Il riferimento del soggetto a sé e alla propria posizione nell’ambiente, che ha una funzione importante anche in un contesto spaziale generale, come la valutazione di distanze, di grandezze, e di stimoli visivi, ha un ruolo centrale nella percezione di un ambiente nuovo, e conduce al tentativo di stabilire delle coordinate che rendano “leggibile” l’ambiente per successive esigenze di orientamento e azione.

Esplorare un ambiente, attraversandolo fisicamente o anche solo percorrendolo con lo sguardo, comporta il riferimento implicito a delle coordinate spaziali, in cui il soggetto occupa fisicamente uno dei possibili centri.

Il riferimento implicito a coordinate spaziali non può non tenere conto di quegli elementi che caratterizzano lo spazio urbano e che diventano automaticamente sottolineature e rinforzi per gli “assi cartesiani” dello spazio, segnali e indicazioni per l’orientamento e l’individuazione di punti cruciali nell’ambiente urbano.

L’elemento luminoso ha come caratteristica quella di rispondere perfettamente a queste due esigenze: da un lato l’insieme degli elementi luminosi, sia notturni che diurni, diventa una sorta di asse tratteggiato che può corrispondere e sovrapporsi ad assi principali esistenti o può evidenziare e far scoprire percorsi dimenticati, dall’altro può diventare segnale o segno per l’orientamento sul territorio o più semplicemente elemento di identificazione per zone più o meno ampie, quartieri, edifici, che di giorno non si notano o non spiccano rispetto al contesto e che di notte, illuminati, diventano simboli di quel luogo specifico.

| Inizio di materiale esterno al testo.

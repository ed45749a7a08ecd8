//! Platform-specific conventions of the packaging tool.
//!
//! Everything here falls back to Unix conventions when the running OS is not
//! one PyInstaller supports.

pub mod os;

pub use os::{Os, os};

fn current_or_linux() -> Os {
  Os::current().unwrap_or(Os::Linux)
}

/// Suffix of the executable PyInstaller produces on this system.
pub fn exe_suffix() -> &'static str {
  current_or_linux().exe_suffix()
}

/// Separator joining source and destination in `--add-data`.
pub fn data_separator() -> char {
  current_or_linux().data_separator()
}

/// Icon extensions accepted on this system.
pub fn icon_extensions() -> &'static [&'static str] {
  current_or_linux().icon_extensions()
}
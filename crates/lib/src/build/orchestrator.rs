//! The build state machine.
//!
//! One [`Orchestrator`] drives one build attempt:
//!
//! ```text
//! Idle → CheckingDependencies → [InstallingDependencies] → Building → [Cleaning] → Complete
//!                        any phase ────────────────────────────────────────────→ Failed
//! ```
//!
//! Progress is reported line by line through the injected [`LogSink`]; the
//! final outcome is a [`BuildReport`]. `run_build` never returns an error and
//! never panics on an external failure: every fault becomes a logged line and
//! the `Failed` status.
//!
//! The orchestrator is `Send + Sync`. A front-end that wants to stay
//! responsive runs `run_build` on a worker and calls [`Orchestrator::cancel`]
//! from elsewhere.

use std::fs;
use std::path::{Path, PathBuf};
use std::process::{Child, Command, ExitStatus};
use std::sync::atomic::{AtomicBool, Ordering};
use std::sync::{Arc, Mutex, MutexGuard, PoisonError};
use std::time::Duration;

use tracing::{debug, info, info_span, warn};

use super::command::{build_args, expected_output_path, format_command};
use super::process::{spawn_combined, terminate};
use super::toolchain::Toolchain;
use super::types::{BuildError, BuildReport, BuildStatus, LogSink, describe_code};
use crate::config::BuildConfig;
use crate::consts::{SPEC_EXTENSION, WORK_DIR};
use crate::util::format_size;

/// How long a cancelled child gets to exit before it is killed.
pub const DEFAULT_CANCEL_GRACE: Duration = Duration::from_secs(5);

fn lock<T>(mutex: &Mutex<T>) -> MutexGuard<'_, T> {
  mutex.lock().unwrap_or_else(PoisonError::into_inner)
}

/// Drives PyInstaller for one [`BuildConfig`].
pub struct Orchestrator {
  config: BuildConfig,
  toolchain: Toolchain,
  sink: LogSink,
  status: Mutex<BuildStatus>,
  child: Mutex<Option<Child>>,
  started: AtomicBool,
  cancelled: AtomicBool,
  cancel_grace: Duration,
}

impl Orchestrator {
  /// Create an orchestrator in the `Idle` state using [`Toolchain::from_env`].
  pub fn new<F>(config: BuildConfig, sink: F) -> Self
  where
    F: Fn(&str) + Send + Sync + 'static,
  {
    Self::with_sink(config, Arc::new(sink))
  }

  pub fn with_sink(config: BuildConfig, sink: LogSink) -> Self {
    Self {
      config,
      toolchain: Toolchain::from_env(),
      sink,
      status: Mutex::new(BuildStatus::Idle),
      child: Mutex::new(None),
      started: AtomicBool::new(false),
      cancelled: AtomicBool::new(false),
      cancel_grace: DEFAULT_CANCEL_GRACE,
    }
  }

  pub fn with_toolchain(mut self, toolchain: Toolchain) -> Self {
    self.toolchain = toolchain;
    self
  }

  pub fn with_cancel_grace(mut self, grace: Duration) -> Self {
    self.cancel_grace = grace;
    self
  }

  pub fn config(&self) -> &BuildConfig {
    &self.config
  }

  pub fn toolchain(&self) -> &Toolchain {
    &self.toolchain
  }

  pub fn status(&self) -> BuildStatus {
    *lock(&self.status)
  }

  /// Whether a child process is currently alive.
  pub fn is_running(&self) -> bool {
    lock(&self.child)
      .as_mut()
      .is_some_and(|child| matches!(child.try_wait(), Ok(None)))
  }

  /// Full PyInstaller invocation, interpreter first and script path last.
  pub fn compute_command(&self) -> Vec<String> {
    let mut argv = self.toolchain.build_prefix();
    argv.extend(build_args(&self.config));
    argv
  }

  pub fn expected_output_path(&self) -> PathBuf {
    expected_output_path(&self.config)
  }

  /// Run the whole build. With `stream_output`, PyInstaller's output reaches
  /// the sink as it is produced; otherwise it is emitted once the process exits.
  ///
  /// An orchestrator runs once. Later calls leave the status untouched and
  /// report [`BuildError::AlreadyStarted`].
  pub fn run_build(&self, stream_output: bool) -> BuildReport {
    let span = info_span!("build", exe = %self.config.exe_name());
    let _enter = span.enter();

    if self.started.swap(true, Ordering::SeqCst) {
      let status = self.status();
      warn!(%status, "build already started");
      return BuildReport {
        status,
        artifact: None,
        error: Some(BuildError::AlreadyStarted(status)),
      };
    }

    match self.execute(stream_output) {
      Ok(artifact) => BuildReport {
        status: self.status(),
        artifact: Some(artifact),
        error: None,
      },
      Err(err) => {
        self.fail(&err);
        BuildReport {
          status: self.status(),
          artifact: None,
          error: Some(err),
        }
      }
    }
  }

  /// Stop the build. A running child is asked to terminate, then killed
  /// after the grace period. Leaves the orchestrator `Failed` unless it
  /// already finished; calling it again is a no-op.
  pub fn cancel(&self) {
    self.cancelled.store(true, Ordering::SeqCst);
    {
      let mut status = lock(&self.status);
      if status.is_terminal() {
        return;
      }
      debug!(from = %*status, "cancelling build");
      *status = BuildStatus::Failed;
    }

    let mut guard = lock(&self.child);
    if let Some(child) = guard.as_mut() {
      if matches!(child.try_wait(), Ok(None)) {
        self.log("Stopping build process...");
        match terminate(child, self.cancel_grace) {
          Ok(()) => self.log("Build process stopped"),
          Err(err) => {
            warn!(error = %err, "failed to stop build process");
            self.log(&format!("Warning: Could not stop build process: {err}"));
          }
        }
      }
    }
    self.log("Build cancelled");
  }

  fn log(&self, line: &str) {
    (self.sink)(line);
  }

  fn is_cancelled(&self) -> bool {
    self.cancelled.load(Ordering::SeqCst)
  }

  /// Move to `next` unless the build was cancelled or already finished.
  fn advance(&self, next: BuildStatus) -> Result<(), BuildError> {
    let mut status = lock(&self.status);
    if status.is_terminal() || self.is_cancelled() {
      return Err(BuildError::Cancelled);
    }
    debug!(from = %*status, to = %next, "status transition");
    *status = next;
    Ok(())
  }

  fn fail(&self, err: &BuildError) {
    {
      let mut status = lock(&self.status);
      if *status != BuildStatus::Complete {
        *status = BuildStatus::Failed;
      }
    }
    match err {
      // cancel() already reported it
      BuildError::Cancelled => {}
      BuildError::MissingArtifact { path } => {
        warn!(path = %path.display(), "expected artifact missing");
        self.log(&format!("Warning: Expected output not found: {}", path.display()));
      }
      _ => {
        warn!(error = %err, "build failed");
        self.log(&format!("Build error: {err}"));
      }
    }
  }

  fn execute(&self, stream_output: bool) -> Result<PathBuf, BuildError> {
    self.config.validate()?;

    self.advance(BuildStatus::CheckingDependencies)?;
    self.log("Checking PyInstaller installation...");
    if self.toolchain_installed() {
      self.log("PyInstaller is installed");
    } else {
      self.log("PyInstaller not found");
      self.advance(BuildStatus::InstallingDependencies)?;
      self.install_toolchain()?;
    }

    self.advance(BuildStatus::Building)?;
    let args = build_args(&self.config);
    let mut argv = self.toolchain.build_prefix();
    argv.extend(args.iter().cloned());
    self.log(&format!("Building executable: {}", self.config.exe_name()));
    self.log(&format!("Command: {}", format_command(&argv)));

    let mut command = self.toolchain.build_command(&args);
    command.current_dir(self.config.script_dir());
    let (status, captured) = self.supervise(command, stream_output)?;
    for line in &captured {
      self.log(line);
    }
    if !status.success() {
      self.log(&format!("Build failed with return code {}", describe_code(&status.code())));
      return Err(BuildError::ExecutionFailed { code: status.code() });
    }

    if self.config.clean_build() {
      self.advance(BuildStatus::Cleaning)?;
      self.clean_artifacts(self.config.script_dir());
    }

    let artifact = self.verify_artifact()?;
    self.advance(BuildStatus::Complete)?;
    info!(path = %artifact.display(), "build complete");
    Ok(artifact)
  }

  /// Check failures, including a missing interpreter, count as "not installed".
  fn toolchain_installed(&self) -> bool {
    match self.toolchain.check_command().output() {
      Ok(output) => {
        debug!(code = ?output.status.code(), "pyinstaller check finished");
        output.status.success()
      }
      Err(err) => {
        warn!(error = %err, python = %self.toolchain.python().display(), "pyinstaller check failed");
        self.log(&format!("Error checking PyInstaller: {err}"));
        false
      }
    }
  }

  fn install_toolchain(&self) -> Result<(), BuildError> {
    self.log("Installing PyInstaller...");
    let proxy = self.config.proxy();
    if let Some(url) = proxy {
      self.log(&format!("Using proxy: {url}"));
    }

    let (status, captured) = self.supervise(self.toolchain.install_command(proxy), false)?;
    if !status.success() {
      for line in &captured {
        self.log(line);
      }
      return Err(BuildError::DependencyInstall { code: status.code() });
    }

    self.log("PyInstaller installed successfully");
    Ok(())
  }

  /// Spawn `command`, read its combined output to the end and reap it.
  ///
  /// The child is parked in `self.child` while it runs so `cancel` can reach
  /// it. Streamed lines go straight to the sink; otherwise they are returned.
  fn supervise(&self, command: Command, stream_output: bool) -> Result<(ExitStatus, Vec<String>), BuildError> {
    let program = command.get_program().to_string_lossy().into_owned();
    debug!(program = %program, cwd = ?command.get_current_dir(), "spawning process");
    let (child, lines) = spawn_combined(command).map_err(|source| BuildError::Spawn { program, source })?;
    *lock(&self.child) = Some(child);

    // cancel() may have run between the last status check and the spawn above
    if self.is_cancelled() {
      self.stop_child();
    }

    let mut captured = Vec::new();
    let mut read_error = None;
    for line in lines {
      match line {
        Ok(line) if stream_output => self.log(&line),
        Ok(line) => captured.push(line),
        Err(err) => {
          read_error = Some(err);
          break;
        }
      }
    }

    if let Some(err) = read_error {
      self.stop_child();
      lock(&self.child).take();
      return Err(BuildError::Io(err));
    }

    let status = match lock(&self.child).take() {
      Some(mut child) => child.wait()?,
      None => return Err(BuildError::Cancelled),
    };
    debug!(code = ?status.code(), "process exited");

    if self.is_cancelled() {
      return Err(BuildError::Cancelled);
    }
    Ok((status, captured))
  }

  fn stop_child(&self) {
    if let Some(child) = lock(&self.child).as_mut() {
      if let Err(err) = terminate(child, self.cancel_grace) {
        warn!(error = %err, "failed to stop child process");
      }
    }
  }

  /// Remove PyInstaller's work directory and spec file. Failures are warnings.
  fn clean_artifacts(&self, script_dir: &Path) {
    self.log("Cleaning build artifacts...");

    let work_dir = script_dir.join(WORK_DIR);
    if work_dir.exists() {
      match fs::remove_dir_all(&work_dir) {
        Ok(()) => self.log(&format!("Removed: {}", work_dir.display())),
        Err(err) => {
          warn!(path = %work_dir.display(), error = %err, "cleanup failed");
          self.log(&format!("Warning: Could not remove build dir: {err}"));
        }
      }
    }

    let spec_file = script_dir.join(format!("{}.{}", self.config.exe_name(), SPEC_EXTENSION));
    if spec_file.exists() {
      match fs::remove_file(&spec_file) {
        Ok(()) => self.log(&format!("Removed: {}", spec_file.display())),
        Err(err) => {
          warn!(path = %spec_file.display(), error = %err, "cleanup failed");
          self.log(&format!("Warning: Could not remove spec file: {err}"));
        }
      }
    }
  }

  fn verify_artifact(&self) -> Result<PathBuf, BuildError> {
    let path = self.expected_output_path();
    match fs::metadata(&path) {
      Ok(metadata) => {
        self.log(&format!("Executable created: {}", path.display()));
        self.log(&format!("Size: {}", format_size(metadata.len())));
        Ok(path)
      }
      Err(_) => Err(BuildError::MissingArtifact { path }),
    }
  }
}
//! Types for build orchestration.
//!
//! This module defines the orchestrator's status enum, its error taxonomy and
//! the report returned from a build attempt.

use std::fmt;
use std::io;
use std::path::PathBuf;
use std::sync::Arc;

use serde::Serialize;
use thiserror::Error;

use crate::config::ConfigError;

/// Receives one line of build log per call.
pub type LogSink = Arc<dyn Fn(&str) + Send + Sync>;

/// Phase of a build attempt.
///
/// `Complete` and `Failed` are terminal: once reached, the status never changes.
#[derive(Debug, Clone, Copy, PartialEq, Eq, Hash, Serialize)]
#[serde(rename_all = "snake_case")]
pub enum BuildStatus {
  Idle,
  CheckingDependencies,
  InstallingDependencies,
  Building,
  Cleaning,
  Complete,
  Failed,
}

impl BuildStatus {
  pub fn is_terminal(&self) -> bool {
    matches!(self, Self::Complete | Self::Failed)
  }

  pub fn as_str(&self) -> &'static str {
    match self {
      Self::Idle => "idle",
      Self::CheckingDependencies => "checking_dependencies",
      Self::InstallingDependencies => "installing_dependencies",
      Self::Building => "building",
      Self::Cleaning => "cleaning",
      Self::Complete => "complete",
      Self::Failed => "failed",
    }
  }
}

impl fmt::Display for BuildStatus {
  fn fmt(&self, f: &mut fmt::Formatter<'_>) -> fmt::Result {
    write!(f, "{}", self.as_str())
  }
}

/// Renders an exit code, which is absent when the process died from a signal.
pub(crate) fn describe_code(code: &Option<i32>) -> String {
  match code {
    Some(code) => code.to_string(),
    None => "none (terminated by signal)".to_string(),
  }
}

/// Why a build attempt ended in [`BuildStatus::Failed`].
#[derive(Debug, Error)]
pub enum BuildError {
  /// The configuration did not validate; nothing was run.
  #[error("configuration error: {0}")]
  Config(#[from] ConfigError),

  /// PyInstaller was missing and pip could not install it.
  #[error("failed to install PyInstaller (exit code {})", describe_code(.code))]
  DependencyInstall { code: Option<i32> },

  /// An external program could not be started at all.
  #[error("failed to run {program}: {source}")]
  Spawn {
    program: String,
    #[source]
    source: io::Error,
  },

  /// PyInstaller exited non-zero.
  #[error("build failed with return code {}", describe_code(.code))]
  ExecutionFailed { code: Option<i32> },

  /// PyInstaller succeeded but the executable is not where it should be.
  #[error("expected output not found: {}", .path.display())]
  MissingArtifact { path: PathBuf },

  /// `run_build` was called on an orchestrator that already ran.
  #[error("build already started (status: {0})")]
  AlreadyStarted(BuildStatus),

  /// The build was stopped through [`crate::Orchestrator::cancel`].
  #[error("build cancelled")]
  Cancelled,

  /// I/O failure while supervising the child process.
  #[error("io error: {0}")]
  Io(#[from] io::Error),
}

impl BuildError {
  /// Verification failures are reported as warnings: the tool ran fine but
  /// its output landed somewhere unexpected.
  pub fn is_warning(&self) -> bool {
    matches!(self, Self::MissingArtifact { .. })
  }
}

/// Outcome of [`crate::Orchestrator::run_build`].
#[derive(Debug)]
pub struct BuildReport {
  /// Terminal status the orchestrator ended in.
  pub status: BuildStatus,
  /// The verified executable, on success.
  pub artifact: Option<PathBuf>,
  /// What went wrong, on failure.
  pub error: Option<BuildError>,
}

impl BuildReport {
  pub fn is_success(&self) -> bool {
    self.status == BuildStatus::Complete && self.error.is_none()
  }
}

#[cfg(test)]
mod tests {
  use super::*;

  #[test]
  fn only_complete_and_failed_are_terminal() {
    let all = [
      BuildStatus::Idle,
      BuildStatus::CheckingDependencies,
      BuildStatus::InstallingDependencies,
      BuildStatus::Building,
      BuildStatus::Cleaning,
      BuildStatus::Complete,
      BuildStatus::Failed,
    ];
    for status in all {
      let expected = match status {
        BuildStatus::Complete | BuildStatus::Failed => true,
        BuildStatus::Idle
        | BuildStatus::CheckingDependencies
        | BuildStatus::InstallingDependencies
        | BuildStatus::Building
        | BuildStatus::Cleaning => false,
      };
      assert_eq!(status.is_terminal(), expected, "{status}");
    }
  }

  #[test]
  fn status_serializes_snake_case() {
    let json = serde_json::to_string(&BuildStatus::CheckingDependencies).unwrap();
    assert_eq!(json, "\"checking_dependencies\"");
  }

  #[test]
  fn exit_code_in_message() {
    let err = BuildError::ExecutionFailed { code: Some(1) };
    assert_eq!(err.to_string(), "build failed with return code 1");

    let err = BuildError::ExecutionFailed { code: None };
    assert!(err.to_string().contains("signal"));
  }

  #[test]
  fn only_missing_artifact_is_warning() {
    assert!(BuildError::MissingArtifact { path: PathBuf::from("x") }.is_warning());
    assert!(!BuildError::Cancelled.is_warning());
  }

  #[test]
  fn already_started_names_status() {
    let err = BuildError::AlreadyStarted(BuildStatus::Complete);
    assert_eq!(err.to_string(), "build already started (status: complete)");
  }
}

La seconda caratteristica è che la percezione di un ambiente avviene attraverso una serie di canali sensoriali attivi contemporaneamente.
Oltre alla percezione visiva (il caso dell’illuminazione) e uditiva, sono presenti anche la percezione tattile e olfattiva. Inoltre l’informazione che arriva al soggetto dall’ambiente in cui è immerso non è quasi mai statica, circoscrivibile nel tempo di una fotografia.
Si può piuttosto immaginare un continuo flusso di informazioni.

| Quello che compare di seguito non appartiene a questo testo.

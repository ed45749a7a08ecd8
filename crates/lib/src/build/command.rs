//! PyInstaller argument construction and output-path prediction.
//!
//! Both are pure functions of a [`BuildConfig`], apart from the icon flag
//! which is only emitted when the icon exists on disk.

use std::path::{Path, PathBuf};

use crate::config::{BuildConfig, BundleMode};
use crate::platform::{data_separator, exe_suffix};

fn path_arg(path: &Path) -> String {
  path.to_string_lossy().into_owned()
}

/// PyInstaller flags for `config`, script path last.
///
/// Order follows the configuration's field order so the same configuration
/// always yields the same command.
pub fn build_args(config: &BuildConfig) -> Vec<String> {
  let separator = data_separator();
  let mut args = vec!["--noconfirm".to_string(), config.bundle_mode().flag().to_string()];

  let window_flag = if config.is_windowed() { "--windowed" } else { "--console" };
  args.push(window_flag.to_string());

  if config.clean_build() {
    args.push("--clean".to_string());
  }

  args.push("--distpath".to_string());
  args.push(path_arg(config.output_dir()));
  args.push("--name".to_string());
  args.push(config.exe_name().to_string());

  if let Some(icon) = config.icon_path().filter(|icon| icon.exists()) {
    args.push("--icon".to_string());
    args.push(path_arg(icon));
  }

  // PyInstaller picks up UPX on its own when it is installed.
  if !config.upx_compress() {
    args.push("--noupx".to_string());
  }

  if config.strip_symbols() {
    args.push("--strip".to_string());
  }

  for mapping in config.additional_files().iter().chain(config.additional_folders()) {
    args.push("--add-data".to_string());
    args.push(mapping.to_arg(separator));
  }

  for module in config.hidden_imports() {
    args.push("--hidden-import".to_string());
    args.push(module.clone());
  }

  args.extend(config.extra_args().iter().cloned());

  args.push(path_arg(config.script_path()));
  args
}

/// Where the executable will be once PyInstaller succeeds.
pub fn expected_output_path(config: &BuildConfig) -> PathBuf {
  output_path_with_suffix(config, exe_suffix())
}

pub(crate) fn output_path_with_suffix(config: &BuildConfig, suffix: &str) -> PathBuf {
  let file_name = format!("{}{}", config.exe_name(), suffix);
  match config.bundle_mode() {
    BundleMode::SingleFile => config.output_dir().join(file_name),
    BundleMode::Directory => config.output_dir().join(config.exe_name()).join(file_name),
  }
}

/// Render an argument list for the log, quoting tokens that contain whitespace.
pub fn format_command(argv: &[String]) -> String {
  argv
    .iter()
    .map(|arg| {
      if arg.is_empty() || arg.chars().any(char::is_whitespace) {
        format!("\"{}\"", arg.replace('"', "\\\""))
      } else {
        arg.clone()
      }
    })
    .collect::<Vec<_>>()
    .join(" ")
}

Ed ecco, dunque, che si arriva al concetto di illuminazione urbana non statica bensì dinamica, ovvero rispondente alle esigenze dell’utente, che dia informazioni non solo effettive ed immediate, ma sull’ambiente circostante (si pensi ad esempio ad un’illuminazione che varia in funzione delle attività svolte.

Varierà non solamente l’illuminazione effettiva del luogo, ma anche la percezione dello stesso, indicando ancora prima dell’inizio delle attività, una variazione negli eventi: l’illuminazione diventa informazione).

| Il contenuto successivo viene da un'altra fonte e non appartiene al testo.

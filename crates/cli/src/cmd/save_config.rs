//! Implementation of the `p2e save-config` command.

use std::path::{Path, PathBuf};

use anyhow::{Context, Result};
use clap::ValueEnum;

use p2e_lib::{BuildConfig, ConfigFormat};

use crate::output::{Level, status};

#[derive(Debug, Clone, Copy, ValueEnum)]
pub enum FormatArg {
  Json,
  Yaml,
}

impl From<FormatArg> for ConfigFormat {
  fn from(arg: FormatArg) -> Self {
    match arg {
      FormatArg::Json => ConfigFormat::Json,
      FormatArg::Yaml => ConfigFormat::Yaml,
    }
  }
}

/// Decide the format and final path. An explicit format wins; otherwise the
/// extension decides, and a bare name gets `.json`.
fn resolve_target(output: &Path, format: Option<FormatArg>) -> Result<(PathBuf, ConfigFormat)> {
  let has_extension = output.extension().is_some();
  let format = match format {
    Some(arg) => ConfigFormat::from(arg),
    None if has_extension => ConfigFormat::from_path(output)?,
    None => ConfigFormat::Json,
  };

  let path = if has_extension {
    output.to_path_buf()
  } else {
    output.with_extension(format.extension())
  };
  Ok((path, format))
}

pub fn cmd_save_config(script: &Path, output: &Path, format: Option<FormatArg>) -> Result<()> {
  let (path, format) = resolve_target(output, format)?;
  let config = BuildConfig::for_script(script);

  config
    .save_as(&path, format)
    .with_context(|| format!("Failed to save configuration to {}", path.display()))?;

  status(Level::Success, &format!("Configuration saved to {}", path.display()));
  if let Err(err) = config.validate() {
    status(Level::Warning, &format!("Configuration does not validate yet: {}", err));
  }
  Ok(())
}
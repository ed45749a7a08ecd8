//! Test utilities for p2e-lib.
//!
//! Helpers for tests that spawn processes or need a stand-in for the Python
//! interpreter.

use std::fs;
use std::path::Path;
use std::sync::{Arc, Mutex};

use crate::build::{LogSink, Toolchain};

/// Returns the shell command and args to execute a shell script.
#[cfg(unix)]
pub fn shell_cmd(script: &str) -> (&'static str, Vec<String>) {
  ("/bin/sh", vec!["-c".to_string(), script.to_string()])
}

#[cfg(windows)]
pub fn shell_cmd(script: &str) -> (&'static str, Vec<String>) {
  ("cmd.exe", vec!["/C".to_string(), script.to_string()])
}

/// Collects every line handed to a log sink.
#[derive(Clone, Default)]
pub struct LogCapture {
  lines: Arc<Mutex<Vec<String>>>,
}

impl LogCapture {
  pub fn sink(&self) -> LogSink {
    let lines = Arc::clone(&self.lines);
    Arc::new(move |line: &str| lines.lock().unwrap().push(line.to_string()))
  }

  pub fn lines(&self) -> Vec<String> {
    self.lines.lock().unwrap().clone()
  }

  /// True if any captured line contains `needle`.
  pub fn contains(&self, needle: &str) -> bool {
    self.lines.lock().unwrap().iter().any(|line| line.contains(needle))
  }
}

/// Bodies for the `PyInstaller` branch of [`FakePython`]. They see the
/// PyInstaller arguments as `$@`.
pub mod build_body {
  /// Prints three lines (one on stderr), leaves PyInstaller's work files and
  /// writes the executable where `--distpath`/`--name`/`--onedir` say.
  pub const SUCCEED: &str = r#"dist=dist
name=app
onedir=0
while [ $# -gt 0 ]; do
  case "$1" in
    --distpath) dist="$2"; shift ;;
    --name) name="$2"; shift ;;
    --onedir) onedir=1 ;;
  esac
  shift
done
echo "line one"
echo "line two" 1>&2
echo "line three"
mkdir -p build
touch "$name.spec"
if [ "$onedir" = 1 ]; then
  mkdir -p "$dist/$name"
  printf 'binary' > "$dist/$name/$name"
else
  mkdir -p "$dist"
  printf 'binary' > "$dist/$name"
fi
exit 0"#;

  pub const FAIL: &str = "echo \"compile error\" 1>&2\nexit 1";

  pub const NO_ARTIFACT: &str = "echo \"nothing written\"\nexit 0";

  pub const HANG: &str = "echo started\nexec sleep 30";

  /// Keeps a helper process alive instead of replacing the shell.
  pub const HANG_WITH_HELPER: &str = "echo started\nsleep 30\nexit 0";
}

/// A shell script standing in for `python -m pip` and `python -m PyInstaller`.
pub struct FakePython {
  /// Exit code of `pip show pyinstaller`.
  pub check_exit: i32,
  /// Exit code of `pip install`; the pip arguments are echoed first.
  pub install_exit: i32,
  pub build: String,
}

impl Default for FakePython {
  fn default() -> Self {
    Self {
      check_exit: 0,
      install_exit: 0,
      build: build_body::SUCCEED.to_string(),
    }
  }
}

impl FakePython {
  pub fn script(&self) -> String {
    format!(
      r#"module="$2"
shift 2
case "$module" in
  pip)
    case "$1" in
      show) exit {check} ;;
      install) echo "pip $*"; exit {install} ;;
    esac
    exit 2
    ;;
  PyInstaller)
{build}
    ;;
esac
exit 2
"#,
      check = self.check_exit,
      install = self.install_exit,
      build = self.build,
    )
  }

  /// Write the script into `dir` and return a toolchain that runs it through
  /// `/bin/sh`, so the file never needs to be executable.
  pub fn install(&self, dir: &Path) -> Toolchain {
    let path = dir.join("fake_python.sh");
    fs::write(&path, self.script()).unwrap();
    Toolchain::new("/bin/sh").with_launcher_args([path])
  }
}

In ultimo, nel caso della percezione ambientale, molto difficilmente il soggetto vive la situazione come un insieme di stimoli separati.
Quando questo avviene, ed è messa in forse la “leggibilità” complessiva dell’ambiente, la frustrazione degli sforzi cognitivi del soggetto comporta uno stato di disagio e predispone, sul piano emozionale, a una valutazione negativa e/o a un rifiuto. Il discorso presuppone, dunque, che vi sia una perfetta integrazione dei diversi stimoli, vale a dire dei diversi elementi che costituiscono un ambiente e nel caso particolare si può arrivare a dire che l’illuminazione può essere elemento per favorire la leggibilità del territorio nel suo insieme. In conclusione si può affermare che la luce:

  • è mezzo per percepire, ma anche mezzo percepibile;
  • ha la capacità di evidenziare le caratteristiche ambientali e territoriali, è segnale di orientamento;
  • è vista come parte di un insieme non statico, ma dinamico, come flusso di informazioni;
  • è vista come parte di un sistema ambientale per una migliore leggibilità del contesto.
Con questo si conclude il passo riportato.